— INSTRUCTIONS TO FOLLOW —
Check each line of the records below and collect those holding "kernel".

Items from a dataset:
* * *
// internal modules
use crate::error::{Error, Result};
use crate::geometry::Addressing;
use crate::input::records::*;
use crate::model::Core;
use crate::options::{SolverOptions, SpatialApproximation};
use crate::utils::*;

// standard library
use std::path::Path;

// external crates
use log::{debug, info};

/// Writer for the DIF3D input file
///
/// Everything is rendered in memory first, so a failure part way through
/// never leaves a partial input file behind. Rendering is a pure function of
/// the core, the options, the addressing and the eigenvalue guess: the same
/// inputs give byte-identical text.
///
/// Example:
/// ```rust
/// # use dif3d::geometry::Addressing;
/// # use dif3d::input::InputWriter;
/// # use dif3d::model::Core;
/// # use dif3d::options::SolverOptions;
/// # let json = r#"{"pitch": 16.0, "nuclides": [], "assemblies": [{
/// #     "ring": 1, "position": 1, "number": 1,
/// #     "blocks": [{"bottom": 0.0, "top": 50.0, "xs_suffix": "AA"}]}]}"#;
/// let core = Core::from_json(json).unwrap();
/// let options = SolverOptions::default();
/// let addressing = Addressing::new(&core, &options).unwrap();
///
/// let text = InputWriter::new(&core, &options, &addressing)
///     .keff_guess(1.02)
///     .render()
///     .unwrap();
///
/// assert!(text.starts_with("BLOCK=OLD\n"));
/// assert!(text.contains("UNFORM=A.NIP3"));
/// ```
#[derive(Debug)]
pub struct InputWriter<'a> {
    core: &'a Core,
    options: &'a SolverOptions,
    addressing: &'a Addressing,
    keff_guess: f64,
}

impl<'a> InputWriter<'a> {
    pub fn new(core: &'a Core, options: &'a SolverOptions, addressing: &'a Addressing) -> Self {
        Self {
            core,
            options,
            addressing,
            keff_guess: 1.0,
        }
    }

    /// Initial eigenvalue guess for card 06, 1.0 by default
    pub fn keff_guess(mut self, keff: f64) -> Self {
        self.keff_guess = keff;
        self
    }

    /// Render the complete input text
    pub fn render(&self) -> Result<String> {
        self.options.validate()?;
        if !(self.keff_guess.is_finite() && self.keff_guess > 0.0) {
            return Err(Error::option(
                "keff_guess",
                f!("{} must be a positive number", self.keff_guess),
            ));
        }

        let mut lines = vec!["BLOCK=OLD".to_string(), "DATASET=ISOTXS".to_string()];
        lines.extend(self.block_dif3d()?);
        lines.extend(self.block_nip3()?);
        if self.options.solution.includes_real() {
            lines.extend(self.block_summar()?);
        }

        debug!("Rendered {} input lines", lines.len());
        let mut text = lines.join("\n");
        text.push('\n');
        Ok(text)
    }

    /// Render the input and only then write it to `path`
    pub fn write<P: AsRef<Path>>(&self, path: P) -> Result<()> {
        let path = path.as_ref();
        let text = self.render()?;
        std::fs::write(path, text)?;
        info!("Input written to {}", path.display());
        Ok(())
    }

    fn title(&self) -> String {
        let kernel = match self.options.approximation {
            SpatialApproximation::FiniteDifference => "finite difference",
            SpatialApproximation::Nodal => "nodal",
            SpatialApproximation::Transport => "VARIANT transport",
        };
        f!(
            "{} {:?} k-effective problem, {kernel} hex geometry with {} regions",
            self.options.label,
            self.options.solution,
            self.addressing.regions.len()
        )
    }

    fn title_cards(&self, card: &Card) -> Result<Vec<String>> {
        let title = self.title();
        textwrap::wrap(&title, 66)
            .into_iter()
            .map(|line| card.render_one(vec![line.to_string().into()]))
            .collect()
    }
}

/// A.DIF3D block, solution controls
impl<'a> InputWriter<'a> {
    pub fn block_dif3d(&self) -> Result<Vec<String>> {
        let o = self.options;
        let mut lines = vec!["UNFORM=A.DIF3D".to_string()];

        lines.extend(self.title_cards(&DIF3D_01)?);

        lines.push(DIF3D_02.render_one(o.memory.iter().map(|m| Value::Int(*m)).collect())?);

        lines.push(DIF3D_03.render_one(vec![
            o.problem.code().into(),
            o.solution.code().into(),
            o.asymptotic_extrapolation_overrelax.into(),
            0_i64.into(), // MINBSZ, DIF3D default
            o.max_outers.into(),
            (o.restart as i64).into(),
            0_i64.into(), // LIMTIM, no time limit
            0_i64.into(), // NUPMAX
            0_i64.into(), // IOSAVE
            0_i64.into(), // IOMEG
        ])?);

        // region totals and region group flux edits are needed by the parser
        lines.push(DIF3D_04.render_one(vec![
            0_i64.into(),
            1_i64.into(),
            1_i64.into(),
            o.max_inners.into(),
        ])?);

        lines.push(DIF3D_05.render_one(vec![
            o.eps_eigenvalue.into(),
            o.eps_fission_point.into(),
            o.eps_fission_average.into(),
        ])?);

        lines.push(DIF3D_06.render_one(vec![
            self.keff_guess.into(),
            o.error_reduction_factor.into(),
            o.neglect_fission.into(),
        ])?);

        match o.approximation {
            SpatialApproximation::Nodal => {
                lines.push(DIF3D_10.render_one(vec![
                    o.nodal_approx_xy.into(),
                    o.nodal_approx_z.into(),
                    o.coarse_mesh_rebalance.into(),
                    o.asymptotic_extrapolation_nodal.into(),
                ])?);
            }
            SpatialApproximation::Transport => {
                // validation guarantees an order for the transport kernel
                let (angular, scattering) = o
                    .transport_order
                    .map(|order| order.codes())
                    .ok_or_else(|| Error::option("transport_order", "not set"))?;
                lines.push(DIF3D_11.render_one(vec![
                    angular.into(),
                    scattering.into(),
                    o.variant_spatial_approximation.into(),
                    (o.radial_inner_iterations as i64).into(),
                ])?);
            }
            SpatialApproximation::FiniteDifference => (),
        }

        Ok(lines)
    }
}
* * *
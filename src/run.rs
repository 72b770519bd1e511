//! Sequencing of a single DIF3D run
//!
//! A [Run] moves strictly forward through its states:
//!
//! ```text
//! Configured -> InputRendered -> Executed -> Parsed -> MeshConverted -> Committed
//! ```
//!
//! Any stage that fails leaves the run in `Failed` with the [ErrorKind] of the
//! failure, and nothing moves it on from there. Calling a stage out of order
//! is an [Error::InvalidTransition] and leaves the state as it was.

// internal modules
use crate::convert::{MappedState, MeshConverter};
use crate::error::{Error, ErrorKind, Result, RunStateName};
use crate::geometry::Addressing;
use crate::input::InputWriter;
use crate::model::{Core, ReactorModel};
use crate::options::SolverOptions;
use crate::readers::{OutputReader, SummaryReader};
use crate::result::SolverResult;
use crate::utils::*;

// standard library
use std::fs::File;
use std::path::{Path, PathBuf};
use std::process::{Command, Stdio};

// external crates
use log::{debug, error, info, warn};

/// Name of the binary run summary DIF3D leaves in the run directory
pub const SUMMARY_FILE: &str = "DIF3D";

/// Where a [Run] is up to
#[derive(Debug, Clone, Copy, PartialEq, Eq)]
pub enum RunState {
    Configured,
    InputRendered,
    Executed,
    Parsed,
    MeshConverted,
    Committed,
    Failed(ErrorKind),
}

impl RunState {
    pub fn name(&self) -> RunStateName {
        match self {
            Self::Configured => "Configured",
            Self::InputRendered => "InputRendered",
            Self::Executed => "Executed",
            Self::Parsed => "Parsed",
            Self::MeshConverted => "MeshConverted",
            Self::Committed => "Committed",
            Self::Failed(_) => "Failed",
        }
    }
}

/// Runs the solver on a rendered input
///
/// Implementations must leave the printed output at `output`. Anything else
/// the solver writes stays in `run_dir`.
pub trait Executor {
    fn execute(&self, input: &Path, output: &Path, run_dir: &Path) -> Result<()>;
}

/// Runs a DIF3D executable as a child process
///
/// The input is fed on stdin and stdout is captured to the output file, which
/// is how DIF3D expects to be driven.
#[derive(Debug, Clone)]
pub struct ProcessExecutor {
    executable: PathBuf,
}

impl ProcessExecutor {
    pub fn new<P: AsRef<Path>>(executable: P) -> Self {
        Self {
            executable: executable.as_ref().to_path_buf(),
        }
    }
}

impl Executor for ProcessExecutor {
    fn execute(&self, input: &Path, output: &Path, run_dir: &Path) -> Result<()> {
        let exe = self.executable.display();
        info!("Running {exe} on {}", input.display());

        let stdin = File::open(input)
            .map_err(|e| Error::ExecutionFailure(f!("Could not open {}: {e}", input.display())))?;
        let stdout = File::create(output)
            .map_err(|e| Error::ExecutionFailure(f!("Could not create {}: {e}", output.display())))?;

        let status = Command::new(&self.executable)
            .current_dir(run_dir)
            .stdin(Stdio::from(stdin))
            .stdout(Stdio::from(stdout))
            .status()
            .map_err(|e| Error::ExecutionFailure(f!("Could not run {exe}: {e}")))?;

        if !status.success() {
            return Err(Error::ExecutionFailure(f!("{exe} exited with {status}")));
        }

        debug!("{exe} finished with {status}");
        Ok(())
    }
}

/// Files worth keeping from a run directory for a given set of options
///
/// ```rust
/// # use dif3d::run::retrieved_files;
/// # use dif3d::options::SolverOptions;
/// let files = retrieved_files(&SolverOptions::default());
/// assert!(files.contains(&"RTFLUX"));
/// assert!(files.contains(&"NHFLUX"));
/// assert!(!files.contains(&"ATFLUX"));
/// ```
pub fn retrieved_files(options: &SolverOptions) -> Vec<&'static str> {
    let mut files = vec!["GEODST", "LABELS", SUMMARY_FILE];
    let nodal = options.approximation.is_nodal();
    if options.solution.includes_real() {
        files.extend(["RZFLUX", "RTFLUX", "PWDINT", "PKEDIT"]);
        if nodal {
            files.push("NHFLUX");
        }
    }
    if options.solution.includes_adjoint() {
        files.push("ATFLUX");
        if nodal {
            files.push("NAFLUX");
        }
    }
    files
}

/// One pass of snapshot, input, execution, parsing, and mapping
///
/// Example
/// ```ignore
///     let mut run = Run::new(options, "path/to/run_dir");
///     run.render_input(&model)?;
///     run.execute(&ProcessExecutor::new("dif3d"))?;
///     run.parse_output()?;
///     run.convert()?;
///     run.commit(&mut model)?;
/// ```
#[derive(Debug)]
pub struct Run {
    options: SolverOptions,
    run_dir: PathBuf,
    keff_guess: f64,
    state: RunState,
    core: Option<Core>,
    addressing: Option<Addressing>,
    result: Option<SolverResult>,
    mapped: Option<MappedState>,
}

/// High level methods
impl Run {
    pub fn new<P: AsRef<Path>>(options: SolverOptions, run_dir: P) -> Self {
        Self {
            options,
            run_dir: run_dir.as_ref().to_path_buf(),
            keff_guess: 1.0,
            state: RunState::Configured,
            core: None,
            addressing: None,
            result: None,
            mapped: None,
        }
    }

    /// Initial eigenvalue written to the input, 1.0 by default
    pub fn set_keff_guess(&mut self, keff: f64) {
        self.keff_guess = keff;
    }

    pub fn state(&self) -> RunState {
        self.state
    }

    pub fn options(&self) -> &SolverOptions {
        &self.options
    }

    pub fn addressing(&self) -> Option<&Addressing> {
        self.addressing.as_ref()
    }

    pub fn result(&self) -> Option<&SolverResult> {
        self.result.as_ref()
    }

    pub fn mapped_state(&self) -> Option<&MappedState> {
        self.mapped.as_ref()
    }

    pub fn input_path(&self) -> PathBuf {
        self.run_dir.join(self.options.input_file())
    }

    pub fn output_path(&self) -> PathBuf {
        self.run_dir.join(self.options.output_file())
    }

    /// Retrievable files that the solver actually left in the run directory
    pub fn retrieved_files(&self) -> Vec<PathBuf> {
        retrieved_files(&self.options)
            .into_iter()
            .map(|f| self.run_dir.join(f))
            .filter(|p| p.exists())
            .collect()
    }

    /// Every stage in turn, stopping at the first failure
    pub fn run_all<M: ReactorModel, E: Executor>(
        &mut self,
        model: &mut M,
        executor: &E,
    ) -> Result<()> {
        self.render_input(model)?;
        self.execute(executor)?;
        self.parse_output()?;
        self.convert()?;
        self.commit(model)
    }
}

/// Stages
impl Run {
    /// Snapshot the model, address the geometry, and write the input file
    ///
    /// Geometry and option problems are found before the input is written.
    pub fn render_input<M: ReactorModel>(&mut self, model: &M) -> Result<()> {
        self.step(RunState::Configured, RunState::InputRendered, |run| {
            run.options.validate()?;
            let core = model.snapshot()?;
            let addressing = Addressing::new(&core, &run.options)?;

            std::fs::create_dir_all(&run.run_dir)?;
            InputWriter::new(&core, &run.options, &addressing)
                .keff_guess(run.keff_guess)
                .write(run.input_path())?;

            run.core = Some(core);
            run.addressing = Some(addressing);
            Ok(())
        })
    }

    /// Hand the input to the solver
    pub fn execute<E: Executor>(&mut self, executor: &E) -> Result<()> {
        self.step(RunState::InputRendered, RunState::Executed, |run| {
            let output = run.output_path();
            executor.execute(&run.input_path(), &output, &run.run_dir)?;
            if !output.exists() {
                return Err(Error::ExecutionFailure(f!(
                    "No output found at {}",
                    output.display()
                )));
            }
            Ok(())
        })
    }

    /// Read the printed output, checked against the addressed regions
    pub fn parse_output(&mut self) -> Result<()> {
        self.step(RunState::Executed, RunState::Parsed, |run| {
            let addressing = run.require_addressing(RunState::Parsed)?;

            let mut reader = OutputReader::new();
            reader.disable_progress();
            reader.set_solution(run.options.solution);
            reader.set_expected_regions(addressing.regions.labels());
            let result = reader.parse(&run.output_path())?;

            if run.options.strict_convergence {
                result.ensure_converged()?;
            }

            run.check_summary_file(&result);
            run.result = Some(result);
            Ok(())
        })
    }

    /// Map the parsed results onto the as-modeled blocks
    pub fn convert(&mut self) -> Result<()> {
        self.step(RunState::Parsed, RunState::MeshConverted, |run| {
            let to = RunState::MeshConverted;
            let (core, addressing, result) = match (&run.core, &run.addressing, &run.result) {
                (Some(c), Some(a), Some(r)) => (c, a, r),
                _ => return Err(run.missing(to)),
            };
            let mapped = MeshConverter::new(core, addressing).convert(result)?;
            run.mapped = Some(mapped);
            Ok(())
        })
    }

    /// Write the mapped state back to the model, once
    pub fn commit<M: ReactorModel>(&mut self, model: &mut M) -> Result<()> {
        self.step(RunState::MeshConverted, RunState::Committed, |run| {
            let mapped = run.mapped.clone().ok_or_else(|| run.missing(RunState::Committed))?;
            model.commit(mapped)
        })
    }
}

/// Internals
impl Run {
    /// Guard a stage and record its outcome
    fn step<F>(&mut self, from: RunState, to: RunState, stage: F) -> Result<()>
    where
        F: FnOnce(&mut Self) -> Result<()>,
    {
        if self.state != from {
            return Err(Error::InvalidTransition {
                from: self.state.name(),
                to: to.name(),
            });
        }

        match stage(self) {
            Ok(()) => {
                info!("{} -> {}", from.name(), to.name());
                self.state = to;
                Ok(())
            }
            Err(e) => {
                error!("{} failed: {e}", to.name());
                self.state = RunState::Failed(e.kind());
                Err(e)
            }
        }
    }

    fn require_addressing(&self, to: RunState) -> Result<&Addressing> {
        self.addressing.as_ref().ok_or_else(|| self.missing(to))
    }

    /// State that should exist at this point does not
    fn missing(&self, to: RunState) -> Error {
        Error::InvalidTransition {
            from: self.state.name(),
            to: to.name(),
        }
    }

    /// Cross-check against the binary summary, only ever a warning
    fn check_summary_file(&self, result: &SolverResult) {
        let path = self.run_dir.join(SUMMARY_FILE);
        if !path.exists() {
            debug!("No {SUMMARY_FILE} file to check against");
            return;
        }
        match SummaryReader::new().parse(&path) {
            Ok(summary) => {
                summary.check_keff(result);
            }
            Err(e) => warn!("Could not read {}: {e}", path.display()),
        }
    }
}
* * *
— EXERCISE SOLUTION —
        let kernel = match self.options.approximation {
            "{} {:?} k-effective problem, {kernel} hex geometry with {} regions",
                // validation guarantees an order for the transport kernel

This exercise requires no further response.